К 1 мая 1938 года китайскими и советскими летчиками было сбито 625 самолетов, потоплено четыре военных корабля, убито и ранено несколько тысяч солдат и офицеров. Практически были уничтожены непобедимые японские авиационные эскадрильи «Воздушные самураи», «Четыре короля воздуха», «Ваки кодзу» и «Сасэбо».
Советские военные советники организовывали ежедневные удары по важным японским военным объектам.
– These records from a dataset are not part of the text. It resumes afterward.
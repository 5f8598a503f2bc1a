//! # wmcnf-tools - Testing Utilities for the wmcnf Library
//!
//! An exact weighted model counter for small instances, standing in for an
//! external knowledge compiler and counter in the integration tests, and
//! inference by enumeration as the reference it is checked against.

pub mod count;
pub mod joint;

/// Asserts that two probabilities are equal up to a tolerance (default
/// `1e-9`). This is used in the integration tests.
#[macro_export]
macro_rules! assert_prob {
    ($actual:expr, $expected:expr) => {
        $crate::assert_prob!($actual, $expected, 1e-9)
    };
    ($actual:expr, $expected:expr, $tolerance:expr) => {{
        let actual: f64 = $actual;
        let expected: f64 = $expected;
        assert!(
            (actual - expected).abs() <= $tolerance,
            "probability {actual} differs from expected {expected}"
        );
    }};
}
//! # Encodings of Probabilistic Models to Weighted CNF
//!
//! Constraint generators for Bayesian networks ([`bayes`]) and ground
//! probabilistic logic programs ([`program`]), the structural CNF reducer
//! ([`reduce`]) they share, and the small clause-level building blocks
//! ([`atomics`], [`am1`]).

use thiserror::Error;

use crate::instances::DuplicateVariable;

pub mod am1;
pub mod atomics;
pub mod bayes;
pub mod program;
pub mod reduce;

/// Trait for collecting clauses. Mainly used when generating encodings and implemented by
/// [`crate::instances::Cnf`].
pub trait CollectClauses: Extend<crate::types::Clause> {
    /// Gets the number of clauses in the collection
    fn n_clauses(&self) -> usize;
}

/// Trait for encodings that track statistics.
pub trait EncodeStats {
    /// Gets the number of clauses in the encoding
    fn n_clauses(&self) -> usize;

    /// Gets the number of variables in the encoding
    fn n_vars(&self) -> u32;
}

/// Why a probability distribution was rejected
#[derive(Error, Debug, Clone, PartialEq)]
pub enum DistributionIssue {
    /// No probability was given for a state
    #[error("no probability given for state `{0}`")]
    Missing(String),
    /// A probability outside of `[0, 1]`
    #[error("probability {1} of `{0}` is not in [0, 1]")]
    OutOfRange(String, f64),
    /// The probabilities do not sum to one
    #[error("probabilities sum to {0} instead of 1")]
    Sum(f64),
    /// The probabilities sum to more than one
    #[error("probabilities sum to {0}, which exceeds 1")]
    Exceeds(f64),
}

/// Errors from encodings
#[derive(Error, Debug, Clone, PartialEq)]
pub enum Error {
    /// The same proposition was allocated twice, e.g., because of a duplicate
    /// node name
    #[error(transparent)]
    DuplicateVariable(#[from] DuplicateVariable),
    /// A conditional distribution is malformed
    #[error("invalid distribution of `{node}` given [{assignment}]: {issue}")]
    Distribution {
        /// The node or statement the distribution belongs to
        node: String,
        /// The parent assignment of the distribution, if any
        assignment: String,
        /// What is wrong with it
        issue: DistributionIssue,
    },
    /// An atom is used without being declared as a rule head, fact or
    /// alternative of a probabilistic disjunction
    #[error("`{0}` is referenced but never declared")]
    UnresolvedReference(String),
    /// A node or state named in a query or in evidence does not exist
    #[error("unknown state `{state}` of node `{node}`")]
    UnknownState {
        /// Node name
        node: String,
        /// State name
        state: String,
    },
    /// The reducer was handed a formula that is not of a supported shape
    #[error("cannot reduce formula to clauses: {0}")]
    UnsupportedShape(String),
}
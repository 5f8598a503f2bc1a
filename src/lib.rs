//! # wmcnf - Probabilistic Models to Weighted CNF
//!
//! `wmcnf` encodes discrete probabilistic models, Bayesian networks and
//! ground probabilistic logic programs, as weighted CNF formulas. The
//! weighted model count of an encoding is the probability of the evidence,
//! so exact inference can be delegated to a knowledge compiler or weighted
//! model counter reading DIMACS files.
//!
//! ## Example
//!
//! ```no_run
//! use wmcnf::{
//!     encodings::bayes::{self, Encoding, Options},
//!     instances::fio::dimacs::{self, WeightFormat},
//!     models::BayesNet,
//! };
//!
//! # fn main() -> Result<(), wmcnf::Error> {
//! let mut net = BayesNet::new("ab");
//! let a = net.add_node("A", ["a0", "a1"], &[])?;
//! let b = net.add_node("B", ["b0", "b1"], &["A"])?;
//! net.set_table(a, &[0.3, 0.7])?;
//! net.set_table(b, &[0.9, 0.1, 0.2, 0.8])?;
//! net.observe("A", "a0");
//! net.add_query("B", "b0");
//!
//! let inst = bayes::encode(&net, &Options::with_encoding(Encoding::Enc2))?;
//! inst.write_dimacs_path("ab.cnf", dimacs::Options::with_format(WeightFormat::Cachet))?;
//! # Ok(())
//! # }
//! ```
//!
//! ## Crate Features
//!
//! - `fxhash`: Use the faster hash function from `rustc-hash` for the hash
//!   maps of variable managers. This feature is enabled by default.
//! - `compression`: Write files compressed with bzip2, gzip or xz, depending
//!   on the file extension.
//! - `serde`: Derive `Serialize` and `Deserialize` for models, options and
//!   encoded instances.
//! - `all`: All of the above.

use thiserror::Error;

pub mod encodings;
pub mod instances;
pub mod models;
pub mod types;

mod utils;

/// Combined error type of the library
#[derive(Error, Debug)]
pub enum Error {
    /// Building a model failed
    #[error(transparent)]
    Model(#[from] models::ModelError),
    /// Encoding a model failed
    #[error(transparent)]
    Encoding(#[from] encodings::Error),
    /// Writing an instance failed
    #[error("io error: {0}")]
    Io(#[from] std::io::Error),
}
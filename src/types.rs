//! # Common Types for Weighted CNF Encodings
//!
//! Common types used throughout the library to guarantee type safety.

use std::{fmt, ops};

pub mod constraints;
pub use constraints::Clause;

pub mod formula;
pub use formula::Formula;

pub mod weights;
pub use weights::{Weight, WeightTable};

/// The hash map to use throughout the library
#[cfg(feature = "fxhash")]
pub type RsHashMap<K, V> = rustc_hash::FxHashMap<K, V>;
#[cfg(not(feature = "fxhash"))]
pub type RsHashMap<K, V> = std::collections::HashMap<K, V>;

/// Type representing a boolean proposition of an encoded model. Variable
/// indexing starts from 0 internally; the DIMACS identifier of a variable is
/// its index plus one. The maximum index is `(u32::MAX - 1) / 2` since
/// literals are represented as a single `u32` as well.
#[derive(Hash, Eq, PartialEq, PartialOrd, Clone, Copy, Ord, Debug, Default)]
#[cfg_attr(feature = "serde", derive(serde::Serialize, serde::Deserialize))]
#[repr(transparent)]
pub struct Var {
    idx: u32,
}

impl Var {
    /// The maximum index that can be represented.
    pub const MAX_IDX: u32 = (u32::MAX - 1) / 2;

    /// Creates a new variable with a given index.
    /// Indices start from 0.
    ///
    /// # Panics
    ///
    /// If `idx > Var::MAX_IDX`.
    #[must_use]
    pub fn new(idx: u32) -> Var {
        assert!(idx <= Var::MAX_IDX, "variable index too high");
        Var { idx }
    }

    /// Creates a literal that is not negated.
    ///
    /// # Examples
    ///
    /// ```
    /// use wmcnf::types::{Lit, Var};
    ///
    /// let var = Var::new(5);
    /// assert_eq!(Lit::positive(5), var.pos_lit());
    /// ```
    #[inline]
    #[must_use]
    pub fn pos_lit(self) -> Lit {
        Lit::represent(self.idx, false)
    }

    /// Creates a negated literal.
    #[inline]
    #[must_use]
    pub fn neg_lit(self) -> Lit {
        Lit::represent(self.idx, true)
    }

    /// Creates a literal with the given polarity
    #[inline]
    #[must_use]
    pub fn lit(self, value: bool) -> Lit {
        Lit::represent(self.idx, !value)
    }

    /// Returns the index of the variable as a `usize` for indexing data structures
    #[inline]
    #[must_use]
    pub fn idx(&self) -> usize {
        self.idx as usize
    }

    /// Returns the 32 bit index of the variable
    #[inline]
    #[must_use]
    pub fn idx32(&self) -> u32 {
        self.idx
    }

    /// Converts the variable to its DIMACS identifier, i.e., `idx + 1`
    ///
    /// # Examples
    ///
    /// ```
    /// use wmcnf::var;
    ///
    /// assert_eq!(var![0].to_dimacs(), 1);
    /// ```
    #[inline]
    #[must_use]
    pub fn to_dimacs(self) -> u32 {
        self.idx + 1
    }
}

/// Incrementing variables
impl ops::Add<u32> for Var {
    type Output = Var;

    fn add(self, rhs: u32) -> Self::Output {
        Var {
            idx: self.idx + rhs,
        }
    }
}

/// Variables are printed with their DIMACS identifier
impl fmt::Display for Var {
    fn fmt(&self, f: &mut fmt::Formatter<'_>) -> fmt::Result {
        write!(f, "x{}", self.to_dimacs())
    }
}

/// More easily creates variables. Mainly used in tests.
///
/// # Examples
///
/// ```
/// use wmcnf::{var, types::Var};
///
/// assert_eq!(var![42], Var::new(42));
/// ```
#[macro_export]
macro_rules! var {
    ($v:expr) => {
        $crate::types::Var::new($v)
    };
}

/// Type representing literals, possibly negated boolean variables.
#[derive(Hash, Eq, PartialEq, PartialOrd, Ord, Clone, Copy, Debug)]
#[cfg_attr(feature = "serde", derive(serde::Serialize, serde::Deserialize))]
#[repr(transparent)]
pub struct Lit {
    /// Literal representation is `idx << 1` with the last bit representing
    /// whether the literal is negated or not.
    lidx: u32,
}

impl Lit {
    #[inline]
    fn represent(idx: u32, negated: bool) -> Lit {
        Lit {
            lidx: (idx << 1) + u32::from(negated),
        }
    }

    /// Creates a new (negated or not) literal with a given index.
    ///
    /// # Panics
    ///
    /// If `idx > Var::MAX_IDX`.
    #[must_use]
    pub fn new(idx: u32, negated: bool) -> Lit {
        assert!(idx <= Var::MAX_IDX, "variable index too high");
        Lit::represent(idx, negated)
    }

    /// Creates a new positive literal with a given index.
    #[inline]
    #[must_use]
    pub fn positive(idx: u32) -> Lit {
        Lit::new(idx, false)
    }

    /// Creates a new negated literal with a given index.
    #[inline]
    #[must_use]
    pub fn negative(idx: u32) -> Lit {
        Lit::new(idx, true)
    }

    /// Gets the variable index of the literal
    #[inline]
    #[must_use]
    pub fn vidx(&self) -> usize {
        (self.lidx >> 1) as usize
    }

    /// Gets the variable that the literal corresponds to.
    ///
    /// # Examples
    ///
    /// ```
    /// use wmcnf::types::{Lit, Var};
    ///
    /// assert_eq!(Var::new(5), Lit::negative(5).var());
    /// ```
    #[inline]
    #[must_use]
    pub fn var(&self) -> Var {
        Var {
            idx: self.lidx >> 1,
        }
    }

    /// True if the literal is positive.
    #[inline]
    #[must_use]
    pub fn is_pos(&self) -> bool {
        (self.lidx & 1u32) == 0
    }

    /// True if the literal is negated.
    #[inline]
    #[must_use]
    pub fn is_neg(&self) -> bool {
        (self.lidx & 1u32) == 1
    }

    /// Converts the literal to a signed DIMACS integer
    ///
    /// # Examples
    ///
    /// ```
    /// use wmcnf::lit;
    ///
    /// assert_eq!(lit![2].to_dimacs(), 3);
    /// assert_eq!((!lit![2]).to_dimacs(), -3);
    /// ```
    #[must_use]
    pub fn to_dimacs(self) -> i64 {
        let id = i64::from(self.var().to_dimacs());
        if self.is_neg() {
            -id
        } else {
            id
        }
    }
}

/// Negates literals with the `!` operator.
impl ops::Not for Lit {
    type Output = Lit;

    #[inline]
    fn not(self) -> Lit {
        Lit {
            lidx: self.lidx ^ 1u32,
        }
    }
}

impl fmt::Display for Lit {
    fn fmt(&self, f: &mut fmt::Formatter<'_>) -> fmt::Result {
        if self.is_neg() {
            write!(f, "~{}", self.var())
        } else {
            write!(f, "{}", self.var())
        }
    }
}

/// More easily creates literals. Mainly used in tests.
///
/// # Examples
///
/// ```
/// use wmcnf::{lit, types::Lit};
///
/// assert_eq!(lit![42], Lit::positive(42));
/// assert_eq!(!lit![42], Lit::negative(42));
/// ```
#[macro_export]
macro_rules! lit {
    ($l:expr) => {
        $crate::types::Lit::positive($l)
    };
}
11 мая в воздушном бою над Южно-Китайским морем было сбито два японских самолета. В тот же день один боевой корабль был потоплен и два повреждены. 13 мая над Уханем японцы потеряли 14 самолетов, 20 мая китайские самолеты совершили демонстрационный полет над городами Японии: Нагасаки, Фукуока, Сасэбо и сбросили листовки с предупреждением: «Если ты и дальше будешь творить безобразие, то миллионы листовок превратятся в тысячи бомб».
После таких успехов советских и китайских летчиков надо было серьезно готовиться к новым и неожиданным налетам японской авиации на основные базы Китая. Японцы непременно захотят взять реванш за прошлые поражения, за бесславное 29 апреля.
К предстоящему сражению готовились скрытно и серьезно, произвели рассредоточение самолетов, создали необходимые резервы. Посты наблюдения 31 мая 1938 года подтвердили правильность расчета.
В отражении налета неприятельских самолетов участвовали все советские и китайские летчики.
Антон Губенко дрался, как всегда, отчаянно, смело, задиристо. Он имел уже пять сбитых японских самолетов. Осмотрительность, качество, конечно, важное, но попробуй догадаться, кто будет в тебя стрелять в этой карусели. Бой уже подходил к концу, когда Губенко вдруг увидел одинокий японский истребитель, торопливо уходящий в сторону своей территории. Он погнался за ним, желая заставить его сесть на нашем аэродроме. Губенко незаметно приблизился к противнику и рукой показал: иди на посадку. Японец зло осклабился, качая головой, передернул черными усиками и в довершение всего показал кулак. Антон опешил от такой дерзости и, уязвленный, решил уничтожить самурая. Напористость Антона тотчас вызвала испуг у противника, и он, желая избавиться от опасного преследователя, сделал маневр, чтобы оторваться от погони. Самолет Губенко как пришитый шел рядом. На лице японского летчика четко обозначились растерянность и желание быстрее найти выход. И в этот момент Губенко подвел свой И-16 к элерону правого крыла японского истребителя и винтом самолета разрушил его. Неприятельский самолет дернулся, накренился и, теряя управление, заскользил к земле. Удостоверившись в падении врага, Губенко благополучно приземлился на своем аэродроме.
Таран Антона Губенко вызвал многочисленные разговоры. Жена Чан Кай-ши тотчас прибыла на аэродром и довольно велеречиво поздравила капитана Губенко с награждением китайским орденом. Она делала заявление о награждении раньше, чем было принято решение… Вечером на банкете в честь такой победы в воздухе она вручила всем советским летчикам, принимавшим участие в воздушной операции, китайские ордена.
Антон Губенко был удостоен высшей чести сидеть рядом с Сун Мей-лин. Она оказывала ему всяческие знаки внимания и счастливо рдела от почтительного возвеличивания ее персоны.